Intrinsic spin Hall effect in topological insulators: A first-principles study

TL;DR

This study uses first-principles calculations to evaluate the intrinsic spin Hall conductivity of topological insulators, revealing finite values near the Fermi energy and implications for spintronic applications.

Contribution

It provides the first-principles analysis of spin Hall conductivity in topological insulators, highlighting the bulk contribution and comparing it with experimental data.

Findings

Finite spin Hall conductivity of 100-200 (ħ/2e) S/cm near Fermi energy

Bulk contribution to spin current is comparable to surface effects

Spin Hall angles are significant despite lower conductivity than heavy metals

Abstract

The intrinsic spin Hall conductivity of typical topological insulators Sb$_2$Se$_3$, Sb$_2$Te$_3$, Bi$_2$Se$_3$, and Bi$_2$Te$_3$ in the bulk form, is calculated from first-principles by using density functional theory and the linear response theory in a maximally localized Wannier basis.
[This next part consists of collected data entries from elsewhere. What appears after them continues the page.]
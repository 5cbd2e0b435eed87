use std::error::Error;
use std::fmt;
use std::sync::PoisonError;
use std::time::Duration;

use warp::http::StatusCode;

#[derive(Debug)]
pub enum WardenError {
    // Integrity errors
    UnknownAuthenticator(String),
    TokenNotFound(String),
    ConstraintBackingMissing { table: String, kind: String },

    // Identity backend errors
    UserNotFound(String),
    UserAlreadyExists(String),
    PasswordHashError(String),

    // Storage errors
    TableNotFound(String),
    StorageError(String),
    StoreTimeout { operation: &'static str, timeout: Duration },
    SerializationError(String),

    // Registry errors
    RegistryLock(String),

    // Validation errors
    ValidationError(String),

    // Configuration errors
    ConfigError(String),
}

impl WardenError {
    /// HTTP status the interception layer answers with for this error
    pub fn status(&self) -> StatusCode {
        match self {
            Self::UnknownAuthenticator(_) | Self::TokenNotFound(_) | Self::ValidationError(_) => {
                StatusCode::BAD_REQUEST
            }
            Self::UserNotFound(_) => StatusCode::NOT_FOUND,
            Self::UserAlreadyExists(_) => StatusCode::CONFLICT,
            Self::ConstraintBackingMissing { .. }
            | Self::PasswordHashError(_)
            | Self::TableNotFound(_)
            | Self::StorageError(_)
            | Self::StoreTimeout { .. }
            | Self::SerializationError(_)
            | Self::RegistryLock(_)
            | Self::ConfigError(_) => StatusCode::INTERNAL_SERVER_ERROR,
        }
    }
}

impl fmt::Display for WardenError {
    fn fmt(&self, f: &mut fmt::Formatter<'_>) -> fmt::Result {
        match self {
            Self::UnknownAuthenticator(name) => write!(f, "Unknown authenticator: {}", name),
            Self::TokenNotFound(_) => write!(f, "The token does not exist"),
            Self::ConstraintBackingMissing { table, kind } => {
                write!(f, "Constraint backing {}/{} is not found", table, kind)
            }
            Self::UserNotFound(name) => write!(f, "User not found: {}", name),
            Self::UserAlreadyExists(name) => write!(f, "User already exists: {}", name),
            Self::PasswordHashError(msg) => write!(f, "Password hash error: {}", msg),
            Self::TableNotFound(table) => write!(f, "Table not found: {}", table),
            Self::StorageError(msg) => write!(f, "Storage error: {}", msg),
            Self::StoreTimeout { operation, timeout } => write!(
                f,
                "Store {} did not complete within {}ms",
                operation,
                timeout.as_millis()
            ),
            Self::SerializationError(msg) => write!(f, "Serialization error: {}", msg),
            Self::RegistryLock(msg) => write!(f, "Authenticator registry lock error: {}", msg),
            Self::ValidationError(msg) => write!(f, "Validation error: {}", msg),
            Self::ConfigError(msg) => write!(f, "Configuration error: {}", msg),
        }
    }
}

impl Error for WardenError {}

// Converting from PoisonError to facilitate poisoned lock handling
impl<T> From<PoisonError<T>> for WardenError {
    fn from(err: PoisonError<T>) -> Self {
        WardenError::RegistryLock(format!("Lock poisoned: {}", err))
    }
}

impl From<serde_json::Error> for WardenError {
    fn from(err: serde_json::Error) -> Self {
        WardenError::SerializationError(err.to_string())
    }
}

// Generic result type for the warden
pub type Result<T> = std::result::Result<T, WardenError>;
The results show that there is a finite spin Hall conductivity of 100--200 ($\hbar$/2e)(S/cm) in the vicinity of the Fermi energy. Although the resulting values are an order of magnitude smaller than that of heavy metals, they show a comparable spin Hall angle due to their relatively lower longitudinal conductivity. The spin Hall angle for different compounds are then compared to that of recent experiments on topological-insulator/ferromagnet heterostructures. The comparison suggests that the role of the bulk in generating a spin current and consequently a spin torque in magnetization switching applications is comparable to that of the surface including the spin-momentum locked surface states and the Rashba-Edelstein effect at the interface.